Ao citar países como Coreia, Singapura, China e Etiópia, chamou atenção para tendências positivas entre o mercado e o desenvolvimento social, ao mesmo tempo em que afirmou serem o clima e a energia os problemas urgentes que precisam ser tratados, especialmente por "líderes que têm dificuldade de enxergar soluções a longo prazo, mesmo que estejamos próximos a um aumento na temperatura de 4°C nos próximos anos", comentou.
"A degradação ambiental traz o risco de dano irreversível para os ecossistemas e para as comunidades humanas. Com o aumento de 3 bilhões de novos consumidores, precisaremos de 45% a mais de energia e 30% a mais de água nas próximas décadas, e por isso precisamos começar a dar preço para o que realmente tem valor. As emissões de carbono não podem ser mais gratuitas, e o PIB não pode ser mais a medida de desenvolvimento, num horizonte até 2020", sentenciou. Gro apontou também a necessidade de tomarmos decisões coletivas para problemas que se acumulam e vão desde o crescimento populacional até os vazamentos de metano e a acidificação dos oceanos, passando pela luta por um mundo livre de energias não renováveis em um horizonte de no máximo 60 anos.
"O acordo climático universal precisa ser assinado em 2015 para que pensemos não mais em bases nacionais, mas sim globais", refletiu Gro Brundtland acerca da recente decisão do G7 sobre as mudanças do clima. "O acesso à energia é outra prioridade, fundamental para a ONU, por tratar-se do fio condutor para o desenvolvimento social e a proteção ambiental.

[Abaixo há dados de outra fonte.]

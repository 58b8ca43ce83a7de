//! `fc bluetooth`: Bluetooth power control via `blueutil`.

use std::io::Write;

use crate::error::PluginError;

use super::{Plugin, PluginContext, PluginIo, tool_stdout};

pub struct Bluetooth;

impl Plugin for Bluetooth {
    fn name(&self) -> &'static str {
        "bluetooth"
    }

    fn summary(&self) -> &'static str {
        "Show or change Bluetooth power state"
    }

    fn run(
        &self,
        args: &[String],
        ctx: &PluginContext,
        io: &mut PluginIo,
    ) -> Result<(), PluginError> {
        let blueutil = ctx
            .resolver
            .resolve("blueutil")
            .map_err(|_| PluginError::tool_required("blueutil"))?;

        let action = args.first().map_or("status", String::as_str);
        match action {
            "status" => {
                let power = tool_stdout(ctx, &blueutil, &["--power"])?;
                let state = if power == "1" { "on" } else { "off" };
                writeln!(io.out, "Bluetooth is currently {state}.")
                    .map_err(|e| PluginError::Failed(e.to_string()))?;
            }
            "on" => {
                tool_stdout(ctx, &blueutil, &["--power", "1"])?;
                writeln!(io.out, "Bluetooth turned on.")
                    .map_err(|e| PluginError::Failed(e.to_string()))?;
            }
            "off" => {
                tool_stdout(ctx, &blueutil, &["--power", "0"])?;
                writeln!(io.out, "Bluetooth turned off.")
                    .map_err(|e| PluginError::Failed(e.to_string()))?;
            }
            other => {
                return Err(PluginError::Usage(format!(
                    "Unknown bluetooth action '{other}'. Usage: fc bluetooth [status|on|off]"
                )));
            }
        }
        Ok(())
    }
}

Mais de um bilhão de pessoas permanece na faixa da exclusão energética, e lidar bem com essa poluição poderia significar uma redução de 13% nas emissões de gases."
Por fim, ao se questionar se o desafio para a mudança seria mais técnico, político ou social, Gro chamou atenção para a força das redes sociais e dos jovens, que, além de auxiliarem na tomada de conhecimento dos problemas mundiais, "encolheram o mundo e expandiram a noção de uma cidadania global", na qual a única força que realmente poderá fazer diferença é a educação. "Cada um de nós precisa assumir responsabilidades. Para isso é necessário educação, que tem a ver com as escolhas de nossos líderes. Sem educação não é possível uma sociedade plenamente democrática. E cada país é responsável pelos líderes que elege", provocou Gro Brundtland às vésperas de uma eleição presidencial taxada de "histórica" pela conferencista.